Glancing at last weekend’s Premier League results through the lens of expected goals (xG), you might be tempted to dismiss the metric entirely.
Across the 10 fixtures, xG aligned with the actual scoreline in only three matches. Manchester United’s 0-1 home defeat to Everton is a prime example: United generated 2.27 xG compared to Everton’s 0.16 yet still lost.
But xG does not capture contextual events such as Everton going down to 10 men or defending deep for long spells.
What it does highlight is United’s inability to fashion clear-cut chances from their 25 attempts, with Mason Mount (0.44 xG) and Luke Shaw (0.38 xG) accounting for their best opportunities.
So, if xG appears so inconsistent at match level, should we rethink its importance? Not necessarily.
In week 11, xG matched seven results; in week 10, it matched eight. Since the 2021–22 season, xG has predicted results correctly 59% of the time. This season it stands at 57.5%—only one or two results shy of the long-term trend.
Crucially, xG is not designed to predict scores but to evaluate the quality of chances a team creates and how efficiently they convert them.
This becomes clearer when comparing expected performance to actual league standings. Based strictly on xG, Aston Villa, Sunderland and Tottenham would all be languishing near the bottom of the table. In reality, they sit fourth, seventh and ninth. Villa have excelled at scoring from long range, while goalkeepers Robin Roefs and Guglielmo Vicario have outperformed xG by repeatedly denying high-quality opposition chances.
This raises a natural question: why bother with xG at all?
A better way to interpret it is this: if you walk away from a match feeling “we should never have lost” or “if we keep playing like this, we’ll be fine,” your team likely produced a higher xG than goals scored. Conversely, “I can’t believe we won that” usually indicates a low xG performance.
Across a season, teams generally regress toward their xG—though form, finishing streaks and defensive errors affect the pace of that regression. Liverpool, for instance, would be fifth based on xG but sit 12th due to underperformance in key moments.
So what shapes xG? And how trustworthy is it as a performance indicator?
Several tactical trends this season help explain why xG sometimes diverges from match outcomes.
Teams have placed greater emphasis on choreographed set-pieces—corners, free-kicks and long throw-ins. Because set-pieces are pre-planned “mini-games,” their execution often results in higher-quality real-world outcomes than xG models assume.
Opta’s model factors in shooting distance, goalkeeper positioning, defensive pressure, shot type and angles. Yet set-pieces frequently involve crowded penalty areas and multiple defenders, which depress xG values—even when a routine creates a well-engineered scoring chance.
When a team successfully manufactures a set-piece shot, their design has worked. In such scenarios, they possess an advantage that xG may underestimate.

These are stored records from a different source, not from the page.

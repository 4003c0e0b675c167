//! Fuzzy matching for type names, in the style of fzf
//!
//! Query characters must appear in order in the target but not necessarily
//! next to each other. Matching is case-insensitive. Besides the usual
//! bonuses for runs and boundaries, the score is lowered by the distance to
//! the first matched character and by the number of target characters left
//! unmatched, so shorter and earlier hits rank first.

use crate::view::selection_tree::{NodeId, SelectionTree};

/// Score constants for match quality ranking
mod score {
    /// Bonus for each character matched right after the previous one
    pub const CONSECUTIVE: i32 = 16;
    /// Bonus for matching right after a separator (`.`, `/`, `_`, ...)
    pub const SEGMENT_START: i32 = 32;
    /// Bonus for matching the first character of the target
    pub const START_OF_STRING: i32 = 48;
    /// Bonus for matching a lowercase -> uppercase transition
    pub const CAMEL_CASE: i32 = 24;
    /// Penalty for opening a gap between two matched characters
    pub const GAP_START: i32 = -5;
    /// Penalty per additional character inside a gap
    pub const GAP_EXTENSION: i32 = -3;
    /// Penalty per character before the first match
    pub const LEADING_GAP: i32 = -2;
    /// Floor for the total leading gap penalty
    pub const MAX_LEADING_GAP: i32 = -20;
    /// Penalty per target character not covered by the query
    pub const UNMATCHED_CHAR: i32 = -1;
    /// Bonus when the query is the whole target
    pub const EXACT_MATCH: i32 = 100;
    /// Bonus when the query is the whole last segment (`orc` in `Game.Enemy.Orc`)
    pub const LAST_SEGMENT_MATCH: i32 = 80;
}

/// Characters that start a new name segment
fn is_separator(c: char) -> bool {
    matches!(c, '.' | '/' | '_' | '-' | ' ' | '+' | '<' | ',')
}

/// Result of a fuzzy match
#[derive(Debug, Clone, PartialEq, Eq)]
pub struct FuzzyMatch {
    /// Whether the query matched the target
    pub matched: bool,
    /// Whether the query occurs as one unbroken run in the target
    pub contiguous: bool,
    /// Quality score (higher is better). Only meaningful if matched is true.
    pub score: i32,
    /// Char indices in the target where query characters matched
    pub match_positions: Vec<usize>,
}

impl FuzzyMatch {
    /// Create a non-matching result
    pub fn no_match() -> Self {
        Self {
            matched: false,
            contiguous: false,
            score: 0,
            match_positions: Vec::new(),
        }
    }
}

impl Ord for FuzzyMatch {
    /// A substring hit outranks any scattered hit; score breaks ties within each
    fn cmp(&self, other: &Self) -> std::cmp::Ordering {
        match (self.matched, other.matched) {
            (true, false) => std::cmp::Ordering::Greater,
            (false, true) => std::cmp::Ordering::Less,
            (false, false) => std::cmp::Ordering::Equal,
            (true, true) => self
                .contiguous
                .cmp(&other.contiguous)
                .then(self.score.cmp(&other.score)),
        }
    }
}

impl PartialOrd for FuzzyMatch {
    fn partial_cmp(&self, other: &Self) -> Option<std::cmp::Ordering> {
        Some(self.cmp(other))
    }
}

/// Match `query` against `target`
///
/// An empty query matches everything with a score of 0.
///
/// # Examples
/// ```
/// use type_picker::input::fuzzy::fuzzy_match;
///
/// assert!(fuzzy_match("orc", "Game.Enemy.Orc").matched);
/// assert!(fuzzy_match("geo", "Game.Enemy.Orc").matched);
/// assert!(!fuzzy_match("xyz", "Game.Enemy.Orc").matched);
/// ```
pub fn fuzzy_match(query: &str, target: &str) -> FuzzyMatch {
    if query.is_empty() {
        return FuzzyMatch {
            matched: true,
            contiguous: true,
            score: 0,
            match_positions: Vec::new(),
        };
    }

    let query_lower: Vec<char> = query.chars().flat_map(char::to_lowercase).collect();
    let target_chars: Vec<char> = target.chars().collect();
    // Lowercased per char so indices line up with `target_chars`
    let target_lower: Vec<char> = target_chars
        .iter()
        .map(|c| c.to_lowercase().next().unwrap_or(*c))
        .collect();

    // A substring occurrence wins over any scattered alignment
    let (positions, mut total, contiguous) =
        match best_run(&query_lower, &target_chars, &target_lower) {
            Some((positions, total)) => (positions, total, true),
            None => match best_alignment(&query_lower, &target_chars, &target_lower) {
                Some((positions, total)) => (positions, total, false),
                None => return FuzzyMatch::no_match(),
            },
        };

    let query_len = query_lower.len();
    let target_len = target_lower.len();
    total += score::UNMATCHED_CHAR * (target_len - query_len) as i32;

    if query_len == target_len {
        total += score::EXACT_MATCH;
    } else if is_last_segment(&query_lower, &target_lower) {
        total += score::LAST_SEGMENT_MATCH;
    }

    FuzzyMatch {
        matched: true,
        contiguous,
        score: total,
        match_positions: positions,
    }
}

/// Whether the query spells out the segment after the last separator
fn is_last_segment(query: &[char], target: &[char]) -> bool {
    let start = target
        .iter()
        .rposition(|&c| is_separator(c))
        .map_or(0, |index| index + 1);
    &target[start..] == query
}

/// Best-scoring substring occurrence of `query` in `target`
fn best_run(
    query: &[char],
    target_chars: &[char],
    target_lower: &[char],
) -> Option<(Vec<usize>, i32)> {
    let m = query.len();
    let mut best: Option<(Vec<usize>, i32)> = None;
    for (start, window) in target_lower.windows(m).enumerate() {
        if window != query {
            continue;
        }
        let positions: Vec<usize> = (start..start + m).collect();
        let total = alignment_score(target_chars, &positions);
        if best.as_ref().map_or(true, |(_, current)| total > *current) {
            best = Some((positions, total));
        }
    }
    best
}

/// Score of matching at `positions`, before the whole-target adjustments
fn alignment_score(target: &[char], positions: &[usize]) -> i32 {
    let mut total = 0;
    let mut last = None;
    for &ti in positions {
        total += boundary_bonus(target, ti);
        total += match last {
            Some(last) => transition(last, ti),
            None => leading_gap(ti),
        };
        last = Some(ti);
    }
    total
}

/// Highest-scoring alignment of `query` in `target`, if all characters occur in order
///
/// `score[qi][ti]` is the best total for `query[..=qi]` with `query[qi]` placed
/// at `ti`. It is reached either straight from `ti - 1` or across a gap; the gap
/// side is carried as a running maximum aged by `GAP_EXTENSION` per step.
fn best_alignment(
    query: &[char],
    target_chars: &[char],
    target_lower: &[char],
) -> Option<(Vec<usize>, i32)> {
    let n = target_lower.len();
    let m = query.len();
    if m == 0 || n < m {
        return None;
    }

    let mut score: Vec<Vec<Option<i32>>> = vec![vec![None; n]; m];
    let mut from: Vec<Vec<Option<usize>>> = vec![vec![None; n]; m];

    for qi in 0..m {
        // Best (score, position) of the previous row ending at least two chars back
        let mut across_gap: Option<(i32, usize)> = None;
        for ti in qi..n {
            if qi > 0 && ti >= 2 {
                across_gap = across_gap.map(|(total, k)| (total + score::GAP_EXTENSION, k));
                if let Some(prev) = score[qi - 1][ti - 2] {
                    let opened = prev + score::GAP_START;
                    if across_gap.map_or(true, |(total, _)| opened > total) {
                        across_gap = Some((opened, ti - 2));
                    }
                }
            }
            if target_lower[ti] != query[qi] {
                continue;
            }

            let bonus = boundary_bonus(target_chars, ti);
            let best = if qi == 0 {
                Some((leading_gap(ti), None))
            } else {
                let straight = score[qi - 1][ti - 1].map(|prev| (prev + score::CONSECUTIVE, ti - 1));
                match (straight, across_gap) {
                    (Some(s), Some(g)) if g.0 > s.0 => Some((g.0, Some(g.1))),
                    (Some(s), _) => Some((s.0, Some(s.1))),
                    (None, Some(g)) => Some((g.0, Some(g.1))),
                    (None, None) => None,
                }
            };
            if let Some((total, prev)) = best {
                score[qi][ti] = Some(total + bonus);
                from[qi][ti] = prev;
            }
        }
    }

    // Earliest end wins ties
    let (end, total) = score[m - 1]
        .iter()
        .enumerate()
        .filter_map(|(ti, total)| total.map(|total| (ti, total)))
        .fold(None, |best: Option<(usize, i32)>, (ti, total)| match best {
            Some((_, current)) if current >= total => best,
            _ => Some((ti, total)),
        })?;

    let mut positions = vec![0; m];
    let mut ti = end;
    for qi in (0..m).rev() {
        positions[qi] = ti;
        if let Some(prev) = from[qi][ti] {
            ti = prev;
        }
    }
    Some((positions, total))
}

/// Bonus for where `ti` sits in the name
fn boundary_bonus(target: &[char], ti: usize) -> i32 {
    if ti == 0 {
        return score::START_OF_STRING;
    }
    let prev_char = target[ti - 1];
    if is_separator(prev_char) {
        score::SEGMENT_START
    } else if prev_char.is_lowercase() && target[ti].is_uppercase() {
        score::CAMEL_CASE
    } else {
        0
    }
}

/// Penalty for the characters skipped before the first match
fn leading_gap(first: usize) -> i32 {
    (score::LEADING_GAP * first as i32).max(score::MAX_LEADING_GAP)
}

/// Score for stepping from a match at `last` to one at `ti`
fn transition(last: usize, ti: usize) -> i32 {
    if ti == last + 1 {
        score::CONSECUTIVE
    } else {
        let gap = (ti - last - 1) as i32;
        score::GAP_START + score::GAP_EXTENSION * (gap - 1)
    }
}

/// Filter a list of items using fuzzy matching, returning sorted results
///
/// Substring hits come first, then items by descending score. Ties keep
/// their input order.
/// Non-matching items are excluded.
pub fn fuzzy_filter<T, F>(query: &str, items: &[T], get_text: F) -> Vec<(usize, FuzzyMatch)>
where
    F: Fn(&T) -> &str,
{
    let mut results: Vec<(usize, FuzzyMatch)> = items
        .iter()
        .enumerate()
        .map(|(idx, item)| (idx, fuzzy_match(query, get_text(item))))
        .filter(|(_, m)| m.matched)
        .collect();

    // sort_by is stable
    results.sort_by(|a, b| b.1.cmp(&a.1));

    results
}

/// Rank tree nodes against `query` using their search-mode label
pub fn rank_nodes<P>(query: &str, tree: &SelectionTree<P>, nodes: &[NodeId]) -> Vec<NodeId> {
    let labelled: Vec<(NodeId, &str)> = nodes
        .iter()
        .filter_map(|&id| tree.get_node(id).map(|node| (id, node.label(true))))
        .collect();

    fuzzy_filter(query, &labelled, |(_, label)| *label)
        .into_iter()
        .map(|(idx, _)| labelled[idx].0)
        .collect()
}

Opta’s xG model assumes shots are taken by an “average player.” This standardised approach contributes to under- or overprediction depending on team quality.
Elite teams tend to design routines that put their best finishers on the end of chances. Lower-level teams do not always have that luxury.

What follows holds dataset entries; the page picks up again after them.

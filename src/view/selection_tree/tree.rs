use super::node::{NodeId, SelectionNode};
use crate::candidate::Candidate;

/// Path separator used by candidate display paths
pub const PATH_SEPARATOR: char = '/';

/// Folder hierarchy built from `/`-separated candidate paths
///
/// Nodes live in a single arena and reference each other by [`NodeId`]. The
/// root is always `NodeId::ROOT`; it is anonymous and never displayed. Nodes
/// are only ever created, never freed: a node replaced by the merge rule stays
/// in the arena but is detached from the hierarchy.
#[derive(Debug, Clone)]
pub struct SelectionTree<P> {
    /// All nodes indexed by ID
    nodes: Vec<SelectionNode<P>>,
}

impl<P> Default for SelectionTree<P> {
    fn default() -> Self {
        Self::new()
    }
}

impl<P> SelectionTree<P> {
    /// Create a tree holding just the root
    pub fn new() -> Self {
        Self {
            nodes: vec![SelectionNode::root()],
        }
    }

    /// Build a tree from a candidate snapshot
    pub fn build<I>(candidates: I) -> Self
    where
        I: IntoIterator<Item = Candidate<P>>,
    {
        let mut tree = Self::new();
        for candidate in candidates {
            tree.insert(&candidate.display_path, candidate.full_name, candidate.payload);
        }
        tree.relink_parents();
        tracing::debug!(
            nodes = tree.node_count(),
            leaves = tree.payload_nodes().len(),
            "built selection tree"
        );
        tree
    }

    /// Insert a candidate at `path`, creating intermediate folders as needed
    ///
    /// If a child with the final segment's name already exists, it is removed
    /// from its parent and all of its children are moved onto the new node,
    /// so items registered "under" this path earlier are kept.
    pub fn insert(&mut self, path: &str, full_name: impl Into<String>, payload: P) -> NodeId {
        let (folders, leaf_name) = split_path(path);

        let mut current = NodeId::ROOT;
        for folder in folders {
            current = match self.find_child(current, folder) {
                Some(id) => id,
                None => self.add_folder(current, folder),
            };
        }

        let id = NodeId(self.nodes.len());
        let mut node =
            SelectionNode::item(id, leaf_name.to_string(), current, payload, full_name.into());

        if let Some(existing) = self.find_child(current, leaf_name) {
            let inherited = std::mem::take(&mut self.nodes[existing.0].children);
            for &child in &inherited {
                self.nodes[child.0].parent = Some(id);
            }
            self.nodes[current.0].children.retain(|&child| child != existing);
            self.nodes[existing.0].detach();
            tracing::trace!(
                path,
                replaced = %existing,
                moved = inherited.len(),
                "merged colliding node"
            );
            node.children = inherited;
        }

        self.nodes.push(node);
        self.nodes[current.0].children.push(id);
        id
    }

    /// Add a new folder under `parent`
    fn add_folder(&mut self, parent: NodeId, name: &str) -> NodeId {
        let id = NodeId(self.nodes.len());
        self.nodes
            .push(SelectionNode::folder(id, name.to_string(), parent));
        self.nodes[parent.0].children.push(id);
        id
    }

    /// Get the root node ID
    pub fn root_id(&self) -> NodeId {
        NodeId::ROOT
    }

    /// Get a node by ID (detached nodes included)
    pub fn get_node(&self, id: NodeId) -> Option<&SelectionNode<P>> {
        self.nodes.get(id.0)
    }

    /// Get a mutable reference to a node by ID
    fn get_node_mut(&mut self, id: NodeId) -> Option<&mut SelectionNode<P>> {
        self.nodes.get_mut(id.0)
    }

    /// Whether `id` names a node that is still part of the hierarchy
    pub fn contains(&self, id: NodeId) -> bool {
        self.get_node(id).is_some_and(|node| node.is_attached())
    }

    /// Number of attached nodes, root excluded
    pub fn node_count(&self) -> usize {
        self.nodes
            .iter()
            .filter(|node| node.is_attached() && !node.is_root())
            .count()
    }

    /// True when there is nothing to display
    pub fn is_empty(&self) -> bool {
        self.nodes[NodeId::ROOT.0].children.is_empty()
    }

    /// Direct child of `parent` named `name`
    ///
    /// Scans from the most recently added child backward: while building, the
    /// folder being looked up is usually the one created last.
    pub fn find_child(&self, parent: NodeId, name: &str) -> Option<NodeId> {
        let node = self.get_node(parent)?;
        node.children
            .iter()
            .rev()
            .copied()
            .find(|&child| self.nodes[child.0].name == name)
    }

    /// Lazy pre-order traversal starting at `start`
    ///
    /// Each call returns a fresh iterator, so the traversal can be restarted.
    pub fn enumerate_depth_first(&self, start: NodeId, include_start: bool) -> DepthFirst<'_, P> {
        let mut stack = Vec::new();
        if let Some(node) = self.get_node(start) {
            if include_start {
                stack.push(start);
            } else {
                stack.extend(node.children.iter().rev().copied());
            }
        }
        DepthFirst { tree: self, stack }
    }

    /// Reset every attached node's parent link to its structural parent
    pub fn relink_parents(&mut self) {
        self.nodes[NodeId::ROOT.0].parent = None;
        let mut stack = vec![NodeId::ROOT];
        while let Some(id) = stack.pop() {
            for index in 0..self.nodes[id.0].children.len() {
                let child = self.nodes[id.0].children[index];
                self.nodes[child.0].parent = Some(id);
                stack.push(child);
            }
        }
    }

    /// Ancestors of `id`, nearest first, root excluded
    pub fn ancestors(&self, id: NodeId) -> Ancestors<'_, P> {
        let next = self.get_node(id).and_then(|node| node.parent);
        Ancestors { tree: self, next }
    }

    /// Display depth of a node (0 for children of the root)
    pub fn depth(&self, id: NodeId) -> usize {
        self.ancestors(id).count()
    }

    /// `/`-joined names from the top-level folder down to `id`
    pub fn full_path(&self, id: NodeId) -> String {
        let Some(node) = self.get_node(id) else {
            return String::new();
        };
        let mut parts: Vec<&str> = self
            .ancestors(id)
            .filter_map(|ancestor| self.get_node(ancestor))
            .map(|ancestor| ancestor.name.as_str())
            .collect();
        parts.reverse();
        parts.push(&node.name);
        parts.join("/")
    }

    /// Find a node by its display path
    pub fn find_by_path(&self, path: &str) -> Option<NodeId> {
        let (folders, leaf_name) = split_path(path);
        let mut current = NodeId::ROOT;
        for folder in folders {
            current = self.find_child(current, folder)?;
        }
        self.find_child(current, leaf_name)
    }

    /// Find the first attached node carrying `payload`
    pub fn find_by_payload(&self, payload: &P) -> Option<NodeId>
    where
        P: PartialEq,
    {
        self.enumerate_depth_first(NodeId::ROOT, false)
            .find(|&id| self.nodes[id.0].payload.as_ref() == Some(payload))
    }

    /// Get all visible rows in tree order with their depth
    ///
    /// A row is visible when every folder above it is expanded.
    pub fn visible_rows(&self) -> Vec<(NodeId, usize)> {
        let mut visible = Vec::new();
        for &child in &self.nodes[NodeId::ROOT.0].children {
            self.collect_visible_recursive(child, 0, &mut visible);
        }
        visible
    }

    /// Recursively collect visible nodes
    fn collect_visible_recursive(&self, id: NodeId, depth: usize, visible: &mut Vec<(NodeId, usize)>) {
        visible.push((id, depth));

        if let Some(node) = self.get_node(id) {
            if node.is_expanded() {
                for &child_id in &node.children {
                    self.collect_visible_recursive(child_id, depth + 1, visible);
                }
            }
        }
    }

    /// Nodes carrying a payload, in enumeration order
    pub fn payload_nodes(&self) -> Vec<NodeId> {
        self.enumerate_depth_first(NodeId::ROOT, false)
            .filter(|&id| self.nodes[id.0].has_payload())
            .collect()
    }

    /// Whether the node is an expanded folder
    pub fn is_expanded(&self, id: NodeId) -> bool {
        self.get_node(id).is_some_and(|node| node.is_expanded())
    }

    /// Set the expand flag of one node
    pub fn set_expanded(&mut self, id: NodeId, expanded: bool) {
        if let Some(node) = self.get_node_mut(id) {
            node.set_expanded(expanded);
        }
    }

    /// Set the expand flag of `id` and every node below it
    pub fn set_expanded_recursive(&mut self, id: NodeId, expanded: bool) {
        let subtree: Vec<NodeId> = self.enumerate_depth_first(id, true).collect();
        for node_id in subtree {
            self.set_expanded(node_id, expanded);
        }
    }

    /// Expand every folder in the tree
    pub fn expand_all(&mut self) {
        let all: Vec<NodeId> = self.enumerate_depth_first(NodeId::ROOT, false).collect();
        for id in all {
            self.set_expanded(id, true);
        }
    }

    /// Folders in enumeration order
    pub fn folders(&self) -> impl Iterator<Item = NodeId> + '_ {
        self.enumerate_depth_first(NodeId::ROOT, false)
            .filter(|&id| self.nodes[id.0].is_folder())
    }
}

Research backs this up: xG models typically overpredict the scoring output of weaker teams while underpredicting that of stronger sides with more clinical finishers.
A second trend this season is the rise of shots taken from distance against deep defensive blocks.
Tottenham have dramatically overperformed their xG, frequently scoring from situations where defenders retreat and leave space 20–25 yards from goal. Aston Villa—one of the league’s biggest xG outliers—regularly score through similar scenarios despite creating some of the league’s lowest-quality chances.
These shots generate low xG values due to distance and perceived defensive pressure, but they often go unchallenged and are taken by high-level ball strikers—producing goals that the model does not fully account for.
Direct free-kicks contribute minimally to xG because the average player is unlikely to score from such situations. Yet teams with elite dead-ball specialists routinely outperform their expected totals.
This trend is neither new nor surprising: free-kick excellence has always existed outside xG assumptions and continues to distort match-level projections.
Aston Villa have outperformed their xG by 4.06 goals this season—trailing only Spurs (8.84) and Burnley (5.26). Their 4-0 win over Bournemouth captures the phenomenon perfectly.
Despite scoring four times, Villa posted just 1.88 xG, while Bournemouth generated 2.01. Villa’s goals comprised:
All four goals stemmed from low-value chances—two from distance and two from planned set-pieces—illustrating why Villa consistently exceed expected returns.
While xG struggles to explain one-off matches influenced by special moments or tactical wrinkles, it remains highly predictive over a full campaign.
Last season, the four teams with the best xG records finished first, second, fourth and fifth. Tactical outliers such as long-range goals, set-piece routines or standout goalkeeper performances occur less frequently than open-play chances and require significant individual quality to sustain.
Across a season, teams that consistently generate high-quality opportunities close to goal almost always finish near the top.
Football’s unpredictability—flashpoints, moments of brilliance and defensive lapses—is what makes the sport compelling. xG does not attempt to remove the chaos; it simply quantifies the underlying process.
Over time, that process still matters.